> _TASK TO COMPLETE_
Reproduce exactly the lines from the top of the records below through the line holding "pub struct UpdateMenuCommand".

[Saved data entries]
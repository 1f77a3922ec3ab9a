pub mod api;
mod middleware;

pub use api::{ApiState, build_api_router};

use axum::{
    Router,
    extract::State,
    http::StatusCode,
    middleware as axum_middleware,
    response::{IntoResponse, Response},
    routing::get,
};

use crate::application::error::ErrorReport;
use crate::application::repos::RepoError;

use self::middleware::{log_responses, set_request_context};

fn db_health_response(result: Result<(), RepoError>) -> Response {
    match result {
        Ok(()) => StatusCode::NO_CONTENT.into_response(),
        Err(err) => {
            let mut response = StatusCode::SERVICE_UNAVAILABLE.into_response();
            ErrorReport::from_error(
                "infra::http::db_health",
                StatusCode::SERVICE_UNAVAILABLE,
                &err,
            )
            .attach(&mut response);
            response
        }
    }
}

async fn health(State(state): State<ApiState>) -> Response {
    db_health_response(state.health.ping().await)
}

/// Full application router: the versioned API plus the store health probe.
pub fn build_router(state: ApiState) -> Router {
    Router::new()
        .route("/health", get(health))
        .merge(build_api_router())
        .with_state(state)
        .layer(axum_middleware::from_fn(log_responses))
        .layer(axum_middleware::from_fn(set_request_context))
}
mod redrive;

pub use redrive::{
    RedriveDeadLettersContext, RedriveDeadLettersJob, process_redrive_dead_letters_job,
    redrive_schedule,
};
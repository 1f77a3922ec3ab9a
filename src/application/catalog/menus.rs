use std::sync::Arc;

use tracing::debug;

use crate::application::repos::{CreateMenuParams, MenusRepo, MenusWriteRepo, UpdateMenuParams};
use crate::cache::{CacheAside, CacheKey, CacheTrigger, FromCached, MutationKind};
use crate::domain::entities::{MenuAggregate, WholeTree};
use crate::domain::error::EntityLevel;
use crate::domain::types::MenuId;

use super::discounts::Discounts;
use super::ensure_valid_id;
use super::error::CatalogError;

#[derive(Debug, Clone)]
pub struct CreateMenuCommand {
    /// Caller-chosen id; generated when absent.
    pub id: Option<MenuId>,
    pub title: String,
    pub description: String,
}

/// Partial update; `None` keeps the current value.
#[derive(Debug, Clone, Default)]
pub struct UpdateMenuCommand {
    pub title: Option<String>,
    pub description: Option<String>,
}

#[derive(Clone)]
pub struct MenuService {
    reader: Arc<dyn MenusRepo>,
    writer: Arc<dyn MenusWriteRepo>,
    cache: CacheAside,
    discounts: Discounts,
    cache_trigger: Option<Arc<CacheTrigger>>,
}

impl MenuService {
    pub fn new(
        reader: Arc<dyn MenusRepo>,
        writer: Arc<dyn MenusWriteRepo>,
        cache: CacheAside,
    ) -> Self {
        Self {
            reader,
            writer,
            discounts: Discounts::new(cache.clone()),
            cache,
            cache_trigger: None,
        }
    }

    pub fn with_cache_trigger(mut self, trigger: Arc<CacheTrigger>) -> Self {
        self.cache_trigger = Some(trigger);
        self
    }

    pub fn with_cache_trigger_opt(mut self, trigger: Option<Arc<CacheTrigger>>) -> Self {
        self.cache_trigger = trigger;
        self
    }

    pub async fn get(&self, menu_id: &MenuId) -> Result<MenuAggregate, CatalogError> {
        let key = CacheKey::Menu(menu_id.clone());
        if let Some(hit) = self.cache.lookup::<MenuAggregate>(&key).await {
            return Ok(hit);
        }

        let aggregate = self
            .reader
            .find_menu_aggregate(menu_id)
            .await?
            .ok_or_else(|| CatalogError::not_found(EntityLevel::Menu))?;
        self.cache.populate(&key, aggregate.clone().into_cached()).await;
        Ok(aggregate)
    }

    pub async fn list(&self) -> Result<Vec<MenuAggregate>, CatalogError> {
        let key = CacheKey::AllMenus;
        if let Some(hit) = self.cache.lookup::<Vec<MenuAggregate>>(&key).await {
            return Ok(hit);
        }

        let menus = self.reader.list_menu_aggregates().await?;
        self.cache.populate(&key, menus.clone().into_cached()).await;
        Ok(menus)
    }

    /// Every menu with its submenus and dishes, discounts applied.
    pub async fn whole_tree(&self) -> Result<WholeTree, CatalogError> {
        let key = CacheKey::WholeTree;
        let mut tree = match self.cache.lookup::<WholeTree>(&key).await {
            Some(hit) => hit,
            None => {
                let tree = self.reader.load_whole_tree().await?;
                self.cache.populate(&key, tree.clone().into_cached()).await;
                tree
            }
        };
        self.discounts.apply_all(tree.dishes_mut()).await;
        Ok(tree)
    }

    /// Populate the list and tree views ahead of the first request.
    pub async fn warm(&self) -> Result<(), CatalogError> {
        let menus = self.list().await?;
        let tree = self.whole_tree().await?;
        debug!(
            menus = menus.len(),
            tree_menus = tree.menus.len(),
            "Catalog views warmed"
        );
        Ok(())
    }

    pub async fn create(&self, command: CreateMenuCommand) -> Result<MenuAggregate, CatalogError> {
        let id = match command.id {
            Some(id) => {
                ensure_valid_id(id.as_str(), "menu id")?;
                id
            }
            None => MenuId::generate(),
        };

        let record = self
            .writer
            .create_menu(CreateMenuParams {
                id,
                title: command.title,
                description: command.description,
            })
            .await?;

        if let Some(trigger) = &self.cache_trigger {
            trigger.menu_changed(MutationKind::Create, &record.id).await;
        }

        Ok(MenuAggregate::empty(record))
    }

    pub async fn update(
        &self,
        menu_id: &MenuId,
        command: UpdateMenuCommand,
    ) -> Result<MenuAggregate, CatalogError> {
        let current = self
            .reader
            .find_menu(menu_id)
            .await?
            .ok_or_else(|| CatalogError::not_found(EntityLevel::Menu))?;

        let record = self
            .writer
            .update_menu(UpdateMenuParams {
                id: current.id,
                title: command.title.unwrap_or(current.title),
                description: command.description.unwrap_or(current.description),
            })
            .await?
            .ok_or_else(|| CatalogError::not_found(EntityLevel::Menu))?;

        if let Some(trigger) = &self.cache_trigger {
            trigger.menu_changed(MutationKind::Update, &record.id).await;
        }

        // Counts come from the store; the cached aggregate was just invalidated.
        self.reader
            .find_menu_aggregate(&record.id)
            .await?
            .ok_or_else(|| CatalogError::not_found(EntityLevel::Menu))
    }

    /// Delete a menu together with its submenus and dishes.
    pub async fn delete(&self, menu_id: &MenuId) -> Result<(), CatalogError> {
        if !self.writer.delete_menu(menu_id).await? {
            return Err(CatalogError::not_found(EntityLevel::Menu));
        }

        if let Some(trigger) = &self.cache_trigger {
            trigger.menu_changed(MutationKind::Delete, menu_id).await;
        }
        Ok(())
    }
}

> _ANSWER BELOW_
repository 1f77a3922ec3ab9a
pub mod api;
mod middleware;

pub use api::{ApiState, build_api_router};

use axum::{
    Router,
    extract::State,
    http::StatusCode,
    middleware as axum_middleware,
    response::{IntoResponse, Response},
    routing::get,
};

use crate::application::error::ErrorReport;
use crate::application::repos::RepoError;

use self::middleware::{log_responses, set_request_context};

fn db_health_response(result: Result<(), RepoError>) -> Response {
    match result {
        Ok(()) => StatusCode::NO_CONTENT.into_response(),
        Err(err) => {
            let mut response = StatusCode::SERVICE_UNAVAILABLE.into_response();
            ErrorReport::from_error(
                "infra::http::db_health",
                StatusCode::SERVICE_UNAVAILABLE,
                &err,
            )
            .attach(&mut response);
            response
        }
    }
}

async fn health(State(state): State<ApiState>) -> Response {
    db_health_response(state.health.ping().await)
}

/// Full application router: the versioned API plus the store health probe.
pub fn build_router(state: ApiState) -> Router {
    Router::new()
        .route("/health", get(health))
        .merge(build_api_router())
        .with_state(state)
        .layer(axum_middleware::from_fn(log_responses))
        .layer(axum_middleware::from_fn(set_request_context))
}
mod redrive;

pub use redrive::{
    RedriveDeadLettersContext, RedriveDeadLettersJob, process_redrive_dead_letters_job,
    redrive_schedule,
};
repository 1f77a3922ec3ab9a
filename src/application/catalog/menus.rs
use std::sync::Arc;

use tracing::debug;

use crate::application::repos::{CreateMenuParams, MenusRepo, MenusWriteRepo, UpdateMenuParams};
use crate::cache::{CacheAside, CacheKey, CacheTrigger, FromCached, MutationKind};
use crate::domain::entities::{MenuAggregate, WholeTree};
use crate::domain::error::EntityLevel;
use crate::domain::types::MenuId;

use super::discounts::Discounts;
use super::ensure_valid_id;
use super::error::CatalogError;

#[derive(Debug, Clone)]
pub struct CreateMenuCommand {
    /// Caller-chosen id; generated when absent.
    pub id: Option<MenuId>,
    pub title: String,
    pub description: String,
}

/// Partial update; `None` keeps the current value.
#[derive(Debug, Clone, Default)]
pub struct UpdateMenuCommand {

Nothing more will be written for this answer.